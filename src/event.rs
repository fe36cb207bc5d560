use crossterm::event::{self, Event as CrosstermEvent, KeyEvent, KeyEventKind};
use std::time::{Duration, Instant};
use tokio::sync::mpsc;
use tracing::warn;

/// Application events
#[derive(Debug)]
pub enum Event {
  /// Terminal key press
  Key(KeyEvent),
  /// Terminal resized, redraw
  Resize,
  /// Periodic tick for UI refresh and request polling
  Tick,
}

/// Event handler that produces events from terminal input and a tick timer
pub struct EventHandler {
  rx: mpsc::UnboundedReceiver<Event>,
}

impl EventHandler {
  /// Create a new event handler with the given tick rate
  pub fn new(tick_rate: Duration) -> Self {
    let (tx, rx) = mpsc::unbounded_channel();

    // crossterm's poll blocks, so the reader gets its own thread
    std::thread::spawn(move || {
      let mut last_tick = Instant::now();
      loop {
        let timeout = tick_rate.saturating_sub(last_tick.elapsed());
        let ready = match event::poll(timeout) {
          Ok(ready) => ready,
          Err(e) => {
            warn!(error = %e, "terminal poll failed");
            break;
          }
        };

        if ready {
          let sent = match event::read() {
            // Windows reports key releases too
            Ok(CrosstermEvent::Key(key)) if key.kind == KeyEventKind::Press => {
              tx.send(Event::Key(key))
            }
            Ok(CrosstermEvent::Resize(_, _)) => tx.send(Event::Resize),
            Ok(_) => Ok(()),
            Err(e) => {
              warn!(error = %e, "terminal read failed");
              Ok(())
            }
          };
          if sent.is_err() {
            break;
          }
        }

        if last_tick.elapsed() >= tick_rate {
          if tx.send(Event::Tick).is_err() {
            break;
          }
          last_tick = Instant::now();
        }
      }
    });

    Self { rx }
  }

  /// Receive the next event
  pub async fn next(&mut self) -> Option<Event> {
    self.rx.recv().await
  }
}
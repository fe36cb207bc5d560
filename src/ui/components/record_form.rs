use super::input::{InputResult, TextInput};
use super::KeyResult;
use crate::entity::{FieldKind, FormField};
use crate::ui::renderfns::centered_rect;
use crossterm::event::{KeyCode, KeyEvent};
use ratatui::prelude::*;
use ratatui::widgets::{Block, Borders, Clear, Paragraph, Wrap};

/// Events emitted by the record form that parent needs to handle
#[derive(Debug, Clone, PartialEq, Eq)]
pub enum FormEvent {
  /// Enter pressed. Values are aligned with the form's fields.
  Submitted(Vec<String>),
  Cancelled,
}

#[derive(Debug, Clone, PartialEq, Eq)]
pub enum FormMode {
  Create,
  /// Editing the record with this id
  Edit(String),
}

#[derive(Debug, Clone)]
struct FieldState {
  field: FormField,
  input: TextInput,
  /// Values Left/Right cycle through
  options: Vec<String>,
}

impl FieldState {
  fn cycle(&mut self, forward: bool) {
    if self.options.is_empty() {
      return;
    }
    let len = self.options.len();
    let next = match self.options.iter().position(|o| o == self.input.value()) {
      Some(i) if forward => (i + 1) % len,
      Some(i) => (i + len - 1) % len,
      None if forward => 0,
      None => len - 1,
    };
    self.input.set_value(&self.options[next]);
  }
}

/// Create/edit form for one record
#[derive(Debug, Clone)]
pub struct RecordForm {
  title: String,
  mode: FormMode,
  fields: Vec<FieldState>,
  focus: usize,
  error: Option<String>,
  submitting: bool,
}

impl RecordForm {
  /// `values` pre-fills the fields (aligned with `fields`), empty for a new record
  pub fn new(title: impl Into<String>, mode: FormMode, fields: &[FormField], values: &[String]) -> Self {
    let fields: Vec<FieldState> = fields
      .iter()
      .enumerate()
      .map(|(i, field)| FieldState {
        field: *field,
        input: TextInput::with_value(values.get(i).map(String::as_str).unwrap_or("")),
        options: match field.kind {
          FieldKind::Choice(options) => options.iter().map(|o| o.to_string()).collect(),
          _ => Vec::new(),
        },
      })
      .collect();

    let mut form = Self {
      title: title.into(),
      mode,
      fields,
      focus: 0,
      error: None,
      submitting: false,
    };
    if !form.is_editable(0) {
      form.move_focus(true);
    }
    form
  }

  pub fn mode(&self) -> &FormMode {
    &self.mode
  }

  /// Fill the options of lookup fields backed by `namespace`
  pub fn set_lookup(&mut self, namespace: &str, codes: &[String]) {
    for state in &mut self.fields {
      if matches!(state.field.kind, FieldKind::Lookup(ns) if ns == namespace) {
        state.options = codes.to_vec();
      }
    }
  }

  /// Namespaces of the lookup fields, to load their codes
  pub fn lookups(&self) -> Vec<&'static str> {
    self
      .fields
      .iter()
      .filter_map(|s| match s.field.kind {
        FieldKind::Lookup(ns) => Some(ns),
        _ => None,
      })
      .collect()
  }

  pub fn set_error(&mut self, error: impl Into<String>) {
    self.error = Some(error.into());
    self.submitting = false;
  }

  pub fn set_submitting(&mut self) {
    self.error = None;
    self.submitting = true;
  }

  fn is_editable(&self, idx: usize) -> bool {
    match self.fields.get(idx) {
      Some(state) => self.mode == FormMode::Create || state.field.editable_on_update,
      None => false,
    }
  }

  fn move_focus(&mut self, forward: bool) {
    let len = self.fields.len();
    for step in 1..=len {
      let idx = if forward {
        (self.focus + step) % len
      } else {
        (self.focus + len * step - step) % len
      };
      if self.is_editable(idx) {
        self.focus = idx;
        return;
      }
    }
  }

  pub fn handle_key(&mut self, key: KeyEvent) -> KeyResult<FormEvent> {
    match key.code {
      KeyCode::Esc => return KeyResult::Event(FormEvent::Cancelled),
      KeyCode::Enter => {
        if self.submitting {
          return KeyResult::Handled;
        }
        let values = self
          .fields
          .iter()
          .map(|s| s.input.value().to_string())
          .collect();
        return KeyResult::Event(FormEvent::Submitted(values));
      }
      KeyCode::Tab | KeyCode::Down => {
        self.move_focus(true);
        return KeyResult::Handled;
      }
      KeyCode::BackTab | KeyCode::Up => {
        self.move_focus(false);
        return KeyResult::Handled;
      }
      _ => {}
    }

    if self.submitting || !self.is_editable(self.focus) {
      return KeyResult::Handled;
    }

    let state = &mut self.fields[self.focus];
    match (key.code, state.field.kind) {
      (KeyCode::Left, FieldKind::Choice(_) | FieldKind::Lookup(_)) => state.cycle(false),
      (KeyCode::Right, FieldKind::Choice(_) | FieldKind::Lookup(_)) => state.cycle(true),
      // Choice fields only change by cycling
      (KeyCode::Char(_) | KeyCode::Backspace | KeyCode::Delete, FieldKind::Choice(_)) => {}
      _ => {
        if state.input.handle_key(key) == InputResult::Consumed {
          self.error = None;
        }
      }
    }
    KeyResult::Handled
  }

  pub fn render_overlay(&self, frame: &mut Frame, area: Rect) {
    let height = self.fields.len() as u16 + 6;
    let overlay_area = centered_rect(area, 64, height);
    frame.render_widget(Clear, overlay_area);

    let block = Block::default()
      .borders(Borders::ALL)
      .border_style(Style::default().fg(Color::Yellow))
      .title(format!(" {} ", self.title))
      .title_bottom(
        Line::from(" tab next · ←/→ choose · enter save · esc cancel ").centered(),
      );
    let inner = block.inner(overlay_area);
    frame.render_widget(block, overlay_area);

    let label_width = self
      .fields
      .iter()
      .map(|s| s.field.label.chars().count())
      .max()
      .unwrap_or(0);

    let mut lines: Vec<Line> = Vec::new();
    for (i, state) in self.fields.iter().enumerate() {
      let focused = i == self.focus;
      let label_style = if focused {
        Style::default().fg(Color::Cyan).bold()
      } else {
        Style::default().fg(Color::Gray)
      };
      let mut spans = vec![Span::styled(
        format!("{:>width$}: ", state.field.label, width = label_width),
        label_style,
      )];

      if !self.is_editable(i) {
        spans.push(Span::styled(
          state.input.value(),
          Style::default().fg(Color::DarkGray),
        ));
      } else if focused {
        spans.extend(state.input.spans(Style::default().fg(Color::Yellow)));
        if !state.options.is_empty() {
          spans.push(Span::styled("  ◂▸", Style::default().fg(Color::DarkGray)));
        }
      } else {
        spans.push(Span::raw(state.input.value()));
      }
      lines.push(Line::from(spans));
    }

    lines.push(Line::from(""));
    if self.submitting {
      lines.push(Line::from(Span::styled(
        "Saving...",
        Style::default().fg(Color::Yellow),
      )));
    } else if let Some(error) = &self.error {
      lines.push(Line::from(Span::styled(
        error.as_str(),
        Style::default().fg(Color::Red),
      )));
    }

    frame.render_widget(Paragraph::new(lines).wrap(Wrap { trim: false }), inner);
  }
}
^^^^
> [Task to carry out]: Out of the listing above, reproduce exactly the lines from the one with "(self.focus + len" up to and including the one with "(KeyCode::Left, FieldKind::Choice(_) |".

> [Response to this exercise]:
        (self.focus + len * step - step) % len
      };
      if self.is_editable(idx) {
        self.focus = idx;
        return;
      }
    }
  }

  pub fn handle_key(&mut self, key: KeyEvent) -> KeyResult<FormEvent> {
    match key.code {
      KeyCode::Esc => return KeyResult::Event(FormEvent::Cancelled),
      KeyCode::Enter => {
        if self.submitting {
          return KeyResult::Handled;
        }
        let values = self
          .fields
          .iter()
          .map(|s| s.input.value().to_string())
          .collect();
        return KeyResult::Event(FormEvent::Submitted(values));
      }
      KeyCode::Tab | KeyCode::Down => {
        self.move_focus(true);
        return KeyResult::Handled;
      }
      KeyCode::BackTab | KeyCode::Up => {
        self.move_focus(false);
        return KeyResult::Handled;
      }
      _ => {}
    }

    if self.submitting || !self.is_editable(self.focus) {
      return KeyResult::Handled;
    }

    let state = &mut self.fields[self.focus];
    match (key.code, state.field.kind) {
      (KeyCode::Left, FieldKind::Choice(_) | FieldKind::Lookup(_)) => state.cycle(false),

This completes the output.